Problem to work on:
Your job is to report every line of the entries that has "ClientConfig".

** Opening Supplied records block **

//! The public request client.

use tracing::{debug, info};

use crate::authority::Authority;
use crate::config::ClientConfig;
use crate::error::Result;
use crate::executor::RequestExecutor;
use crate::pool::SessionPool;
use crate::request::RequestParams;
use crate::response::Response;
use crate::transport::Connector;

/// Issues requests over pooled sessions, one session per authority.
///
/// All requests to the same authority share one session until it closes,
/// times out, errors, receives a GOAWAY or the client is destroyed. The
/// next request after any of those opens a fresh session.
///
/// ```ignore
/// let client = Client::new(QuicConnector::new(tls, ConnectorConfig::default())?);
/// let response = client
///     .request("https://127.0.0.1:4433", RequestParams::new().header(":path", "/"))
///     .await?;
/// println!("{}", response.text().await?);
/// client.destroy();
/// ```
pub struct Client<C: Connector> {
    executor: RequestExecutor<C>,
}

impl<C: Connector> Client<C> {
    pub fn new(connector: C) -> Self {
        Self::with_config(connector, ClientConfig::default())
    }

    pub fn with_config(connector: C, config: ClientConfig) -> Self {
        debug!(response_mode = ?config.response_mode, "client created");
        Self {
            executor: RequestExecutor::new(SessionPool::new(connector), config),
        }
    }

    /// Send one request to `authority`.
    ///
    /// Reuses the pooled session for `authority` or connects a new one.
    /// Fails with the session's failure if it never opens, with a stream
    /// failure if the request stream errors, and with a timeout if
    /// `params.timeout` elapses without stream activity before the
    /// response headers arrive.
    pub async fn request(
        &self,
        authority: impl Into<Authority>,
        params: RequestParams,
    ) -> Result<Response> {
        let authority = authority.into();
        self.executor.execute(&authority, params).await
    }

    /// Destroy every pooled session and clear the pool.
    ///
    /// Requests still waiting for a session fail with
    /// [`SessionFailure::Destroyed`](crate::SessionFailure::Destroyed);
    /// requests already streaming fail when their stream is torn down.
    /// Later requests open new sessions. Safe to call repeatedly.
    pub fn destroy(&self) {
        info!(sessions = self.executor.pool().len(), "destroying client sessions");
        self.executor.pool().destroy();
    }

    pub fn pool(&self) -> &SessionPool<C> {
        self.executor.pool()
    }

    pub fn config(&self) -> &ClientConfig {
        self.executor.config()
    }
}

** Closing Supplied records block **

Answer section:
use crate::config::ClientConfig;
        Self::with_config(connector, ClientConfig::default())
    pub fn with_config(connector: C, config: ClientConfig) -> Self {
    pub fn config(&self) -> &ClientConfig {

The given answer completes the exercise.